The liturgy service is the same. It takes about an hour. The time it takes place is the same, at 9 am. The church bells give off the same ding dong ding dong ding call to the villagers. So if I factor out all these variables, the only thing left is the food. And oh boy, do the memorial services have good food.
The memorial service starts at 9 am. The church proper is full of people, the men in the front, women and children in the back. Some men stand by the entrance to the church but most sit outside in the courtyard. Some men pretend they are praying and have their heads bowed but personally I think they're taking a refreshing nap. Others have no pretense and talk in low voices. Small children come in and out of the church. For memorial services, most women tend to wear darker clothes. The men wear various shades of blue. Inside the church, at the entrance, are the candles in a tall stand. Today, Faviana said that she thought she smelled popcorn. Nicoletta, the other 6 year old in the village, responded, "That's not popcorn, someone burned their hair!"
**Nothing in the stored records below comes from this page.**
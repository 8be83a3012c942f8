// 该文件是 Yaoshi （药识） 项目的一部分。
// src/args.rs - 项目参数配置
//
// 本文件根据 Apache 许可证第 2.0 版（以下简称“许可证”）授权使用；
// 除非遵守该许可证条款，否则您不得使用本文件。
// 您可通过以下网址获取许可证副本：
// http://www.apache.org/licenses/LICENSE-2.0
// 除非适用法律要求或书面同意，根据本许可协议分发的软件均按“原样”提供，
// 不附带任何形式的明示或暗示的保证或条件。
// 有关许可权限与限制的具体条款，请参阅本许可协议。
//
// Copyright (C) 2026 Johann Li <me@qinka.pro>, Wareless Group

use std::path::PathBuf;

use clap::Parser;
use url::Url;

/// Yaoshi 项目参数配置
#[derive(Parser, Debug)]
#[command(author, version, about, long_about = None)]
pub struct Args {
  /// 模型路径（medinet://{path}）
  #[arg(long, value_name = "MODEL")]
  pub model: Url,

  /// 输入来源
  /// 支持格式:
  /// - 图片: image://{path}
  /// - 摄像头: v4l2://{device}
  #[arg(long, value_name = "SOURCE")]
  pub input: Url,

  /// 形状配置 JSON 文件，缺省使用随附模型的声明形状
  #[arg(long, value_name = "FILE")]
  pub spec: Option<PathBuf>,

  /// 解码使用的类别行
  #[arg(long, default_value = "0", value_name = "ROW")]
  pub class_row: usize,
}
// 该文件是 Yaoshi （药识） 项目的一部分。
// src/input/read_image_file.rs - 图像文件输入
//
// 本文件根据 Apache 许可证第 2.0 版（以下简称“许可证”）授权使用；
// 除非遵守该许可证条款，否则您不得使用本文件。
// 您可通过以下网址获取许可证副本：
// http://www.apache.org/licenses/LICENSE-2.0
// 除非适用法律要求或书面同意，根据本许可协议分发的软件均按“原样”提供，
// 不附带任何形式的明示或暗示的保证或条件。
// 有关许可权限与限制的具体条款，请参阅本许可协议。
//
// Copyright (C) 2026 Johann Li <me@qinka.pro>, Wareless Group

use image::{ImageReader, RgbImage};
use thiserror::Error;
use tracing::error;
use url::Url;

use crate::{
  FromUrl, FromUrlWithScheme,
  frame::{Frame, FrameError},
};

#[derive(Error, Debug)]
pub enum ImageFileInputError {
  #[error("URI 方案不匹配")]
  SchemeMismatch,
  #[error("I/O 错误: {0}")]
  IoError(#[from] std::io::Error),
  #[error("图像加载错误: {0}")]
  ImageLoadError(#[from] image::ImageError),
  #[error("图像无效: {0}")]
  InvalidImage(#[from] FrameError),
  #[error("图像帧已被取走")]
  Exhausted,
}

/// 图像文件输入：从 image://{path} 读取一帧静态图像。
///
/// 零尺寸图像在加载时即被拒绝，不会进入流水线。
pub struct ImageFileInput {
  image: Option<RgbImage>,
}

impl FromUrlWithScheme for ImageFileInput {
  const SCHEME: &'static str = "image";
}

impl FromUrl for ImageFileInput {
  type Error = ImageFileInputError;

  fn from_url(url: &Url) -> Result<Self, Self::Error> {
    if url.scheme() != Self::SCHEME {
      error!(
        "URI 方案不匹配: 期望 '{}', 实际 '{}'",
        Self::SCHEME,
        url.scheme()
      );
      return Err(ImageFileInputError::SchemeMismatch);
    }

    let path = url.path();
    let image: RgbImage = ImageReader::open(path)?.decode()?.into();
    if image.width() == 0 || image.height() == 0 {
      return Err(ImageFileInputError::InvalidImage(FrameError::EmptyImage(
        image.width(),
        image.height(),
      )));
    }

    Ok(ImageFileInput { image: Some(image) })
  }
}

impl ImageFileInput {
  /// 取出这帧图像；文件只含一帧，再次调用报错
  pub fn grab(&mut self) -> Result<Frame, ImageFileInputError> {
    let image = self.image.take().ok_or(ImageFileInputError::Exhausted)?;
    Ok(Frame::new(image, 0)?)
  }
}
The liturgy ends around 10 am. The people holding the memorial service for their loved ones step out a couple of minutes early to go prepare the coffee. Various other women help serve the food. So what's on the menu? Greek coffee in porcelain cups. On the tray is a can of Noynoy condensed milk and sugar to add to the coffee. Next is paximadia (twice baked bread) and following that are slices of kefalotyri cheese. Then come the baked goods: small tsourekis sealed in a bag. (These the people take home to eat). Yesterday's sealed tsoureki bag also contained an almond cookie. Today's contained only the tsoureki. The almond cookie came sealed separately. There was also spinach pies, cheese pies and lots of little chocolates. Oh, and let's not forget the raki (moonshine) that flows like water here.
The men stand in clumps outside. The women are inside the church hall drinking their coffee. Our hall is small and the chairs are lined side by side against the four walls. Once everybody has their fill of food and drink and the gossip has come to a close, people start to drift away. Most of the gossip centers on who's coming, how long their staying and who's not coming and why. Some friends who have come separately and have not seen each other in a while, leave together. Others are invited back to people's homes.
So who did I see? I saw George Sklavos, a cousin of my Dad's that I absolutely adore. What a nice man. He seems so sad. I haven't seen him since his wife passed away several years ago. His daughter, Zaklyn, is here from Paris. He gave me her number so we could get together. I saw Theia Toula and Uncle John. Angela stayed in the village. The mnymosyno was for the grandmother of the Gkeka family who passed away two years ago so there were many members from that family here. And of course, all the winter villagers were there to pay their respects. Lots of people from Kato Kleisma and Kalloni. Most of the people there were over 60. There were a handful of people in their 30's and a handful of children.